(RECORDS):
__________
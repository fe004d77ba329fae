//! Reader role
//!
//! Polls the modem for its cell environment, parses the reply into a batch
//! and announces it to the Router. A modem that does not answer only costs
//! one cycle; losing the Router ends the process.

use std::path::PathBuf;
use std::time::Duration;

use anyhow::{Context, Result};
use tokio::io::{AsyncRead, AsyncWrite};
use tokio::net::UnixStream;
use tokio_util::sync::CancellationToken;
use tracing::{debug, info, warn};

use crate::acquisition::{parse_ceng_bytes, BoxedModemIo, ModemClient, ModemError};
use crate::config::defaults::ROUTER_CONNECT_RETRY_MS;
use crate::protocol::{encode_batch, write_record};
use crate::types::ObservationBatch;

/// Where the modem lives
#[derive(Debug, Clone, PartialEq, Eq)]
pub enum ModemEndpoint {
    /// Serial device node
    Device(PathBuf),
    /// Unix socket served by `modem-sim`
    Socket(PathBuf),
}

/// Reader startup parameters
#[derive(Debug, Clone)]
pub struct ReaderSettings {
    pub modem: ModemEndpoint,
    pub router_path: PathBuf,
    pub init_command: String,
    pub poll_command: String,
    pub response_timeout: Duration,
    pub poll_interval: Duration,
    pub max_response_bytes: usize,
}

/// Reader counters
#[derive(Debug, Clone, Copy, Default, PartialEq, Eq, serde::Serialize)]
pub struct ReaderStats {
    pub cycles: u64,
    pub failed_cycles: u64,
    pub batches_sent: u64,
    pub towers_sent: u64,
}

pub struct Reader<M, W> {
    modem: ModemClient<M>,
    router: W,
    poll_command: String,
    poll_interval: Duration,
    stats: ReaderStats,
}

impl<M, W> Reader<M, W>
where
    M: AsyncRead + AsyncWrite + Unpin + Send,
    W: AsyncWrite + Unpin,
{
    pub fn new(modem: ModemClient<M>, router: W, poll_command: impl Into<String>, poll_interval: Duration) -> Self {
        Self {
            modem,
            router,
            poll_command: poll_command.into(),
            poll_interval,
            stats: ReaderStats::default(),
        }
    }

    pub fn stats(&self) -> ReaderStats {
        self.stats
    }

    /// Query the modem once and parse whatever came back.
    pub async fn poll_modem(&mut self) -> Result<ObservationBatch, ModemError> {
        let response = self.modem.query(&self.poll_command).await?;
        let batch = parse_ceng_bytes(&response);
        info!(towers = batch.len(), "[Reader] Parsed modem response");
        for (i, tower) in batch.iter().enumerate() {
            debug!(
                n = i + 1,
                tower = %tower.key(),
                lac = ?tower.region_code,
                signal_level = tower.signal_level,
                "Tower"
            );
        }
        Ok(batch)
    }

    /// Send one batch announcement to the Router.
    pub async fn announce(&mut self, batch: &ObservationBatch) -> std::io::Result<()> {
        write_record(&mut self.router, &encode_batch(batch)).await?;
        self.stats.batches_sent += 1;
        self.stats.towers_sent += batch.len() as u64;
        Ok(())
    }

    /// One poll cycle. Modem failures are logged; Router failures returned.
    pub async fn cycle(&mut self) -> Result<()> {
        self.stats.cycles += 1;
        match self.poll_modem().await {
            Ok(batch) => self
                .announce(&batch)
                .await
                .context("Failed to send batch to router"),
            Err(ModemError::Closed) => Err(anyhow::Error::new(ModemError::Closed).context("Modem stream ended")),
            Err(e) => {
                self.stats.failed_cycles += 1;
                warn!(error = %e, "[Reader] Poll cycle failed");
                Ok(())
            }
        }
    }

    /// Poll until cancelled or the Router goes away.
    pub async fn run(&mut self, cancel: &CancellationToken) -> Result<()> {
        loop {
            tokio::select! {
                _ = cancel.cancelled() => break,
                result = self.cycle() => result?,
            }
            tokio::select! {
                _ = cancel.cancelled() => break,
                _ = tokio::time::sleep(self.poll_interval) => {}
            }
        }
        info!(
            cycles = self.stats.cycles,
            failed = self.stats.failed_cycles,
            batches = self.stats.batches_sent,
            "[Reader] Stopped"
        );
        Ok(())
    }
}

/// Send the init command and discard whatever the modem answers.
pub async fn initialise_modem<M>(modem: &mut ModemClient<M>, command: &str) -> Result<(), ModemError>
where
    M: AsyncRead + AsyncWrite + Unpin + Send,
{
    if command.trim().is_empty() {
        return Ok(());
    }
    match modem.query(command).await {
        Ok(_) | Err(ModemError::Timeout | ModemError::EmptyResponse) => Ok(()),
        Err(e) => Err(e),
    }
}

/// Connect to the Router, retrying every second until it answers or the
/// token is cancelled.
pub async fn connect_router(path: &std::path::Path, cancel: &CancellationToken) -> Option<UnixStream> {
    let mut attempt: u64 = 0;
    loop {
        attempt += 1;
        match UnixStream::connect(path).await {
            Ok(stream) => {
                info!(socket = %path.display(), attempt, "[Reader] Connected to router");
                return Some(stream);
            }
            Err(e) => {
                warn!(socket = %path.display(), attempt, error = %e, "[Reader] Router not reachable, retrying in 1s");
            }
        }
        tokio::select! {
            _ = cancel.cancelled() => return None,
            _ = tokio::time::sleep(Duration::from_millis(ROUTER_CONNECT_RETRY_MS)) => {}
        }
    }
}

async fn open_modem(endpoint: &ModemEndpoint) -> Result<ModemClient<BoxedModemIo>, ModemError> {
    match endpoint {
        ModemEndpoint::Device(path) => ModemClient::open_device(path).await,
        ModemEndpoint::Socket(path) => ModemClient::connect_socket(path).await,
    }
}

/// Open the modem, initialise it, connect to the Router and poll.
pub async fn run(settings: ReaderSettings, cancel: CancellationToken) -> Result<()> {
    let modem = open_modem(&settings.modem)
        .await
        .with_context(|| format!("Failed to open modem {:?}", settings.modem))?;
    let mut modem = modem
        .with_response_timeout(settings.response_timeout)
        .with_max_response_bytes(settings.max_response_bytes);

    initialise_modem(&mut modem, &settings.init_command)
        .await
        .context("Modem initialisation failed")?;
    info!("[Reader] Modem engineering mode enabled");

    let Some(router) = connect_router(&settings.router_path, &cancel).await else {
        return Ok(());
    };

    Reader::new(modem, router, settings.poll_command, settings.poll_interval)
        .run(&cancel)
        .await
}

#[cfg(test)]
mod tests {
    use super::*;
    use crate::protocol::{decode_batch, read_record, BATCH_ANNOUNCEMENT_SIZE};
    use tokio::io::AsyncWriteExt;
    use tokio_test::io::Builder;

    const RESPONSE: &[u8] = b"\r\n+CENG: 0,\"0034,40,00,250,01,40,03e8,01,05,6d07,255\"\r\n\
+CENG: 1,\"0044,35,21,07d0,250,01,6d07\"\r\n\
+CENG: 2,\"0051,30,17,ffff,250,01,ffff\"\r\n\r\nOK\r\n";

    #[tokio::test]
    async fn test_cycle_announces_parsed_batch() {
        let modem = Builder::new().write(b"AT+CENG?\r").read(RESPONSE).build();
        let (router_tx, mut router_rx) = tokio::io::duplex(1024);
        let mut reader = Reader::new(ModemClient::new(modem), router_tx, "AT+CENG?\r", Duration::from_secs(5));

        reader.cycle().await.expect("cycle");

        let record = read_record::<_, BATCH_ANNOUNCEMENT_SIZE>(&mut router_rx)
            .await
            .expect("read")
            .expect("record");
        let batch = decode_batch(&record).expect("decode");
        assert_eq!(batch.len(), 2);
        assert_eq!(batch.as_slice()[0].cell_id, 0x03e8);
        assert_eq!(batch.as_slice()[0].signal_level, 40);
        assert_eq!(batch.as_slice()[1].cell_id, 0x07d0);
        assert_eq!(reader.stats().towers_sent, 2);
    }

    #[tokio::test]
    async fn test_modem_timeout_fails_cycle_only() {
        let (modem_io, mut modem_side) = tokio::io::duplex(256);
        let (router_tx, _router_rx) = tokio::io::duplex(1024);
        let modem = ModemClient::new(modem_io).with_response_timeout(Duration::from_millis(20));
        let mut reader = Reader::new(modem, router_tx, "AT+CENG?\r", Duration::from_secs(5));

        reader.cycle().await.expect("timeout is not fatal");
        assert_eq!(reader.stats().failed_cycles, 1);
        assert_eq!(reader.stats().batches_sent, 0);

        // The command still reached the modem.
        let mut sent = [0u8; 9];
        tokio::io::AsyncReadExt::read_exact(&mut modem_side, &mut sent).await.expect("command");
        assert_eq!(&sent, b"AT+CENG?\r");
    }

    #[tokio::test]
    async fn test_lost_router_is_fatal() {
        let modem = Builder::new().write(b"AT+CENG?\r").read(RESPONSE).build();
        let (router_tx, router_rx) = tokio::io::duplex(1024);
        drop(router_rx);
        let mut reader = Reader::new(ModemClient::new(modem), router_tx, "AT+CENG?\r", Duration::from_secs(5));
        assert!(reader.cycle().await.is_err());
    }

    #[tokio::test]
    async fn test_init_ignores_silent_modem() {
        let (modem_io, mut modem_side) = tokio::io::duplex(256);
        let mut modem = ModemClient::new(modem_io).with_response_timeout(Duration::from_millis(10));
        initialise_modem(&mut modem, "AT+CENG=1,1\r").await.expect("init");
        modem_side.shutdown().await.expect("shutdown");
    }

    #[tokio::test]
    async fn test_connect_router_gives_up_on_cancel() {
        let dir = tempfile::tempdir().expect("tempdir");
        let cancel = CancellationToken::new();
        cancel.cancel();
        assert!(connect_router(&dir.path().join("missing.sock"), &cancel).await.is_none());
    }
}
__________
(TASK INSTRUCTIONS): Wherever the word "sleep" turns up in a line of the entries above, copy that line.

(WRITTEN SOLUTION):
                _ = tokio::time::sleep(self.poll_interval) => {}
            _ = tokio::time::sleep(Duration::from_millis(ROUTER_CONNECT_RETRY_MS)) => {}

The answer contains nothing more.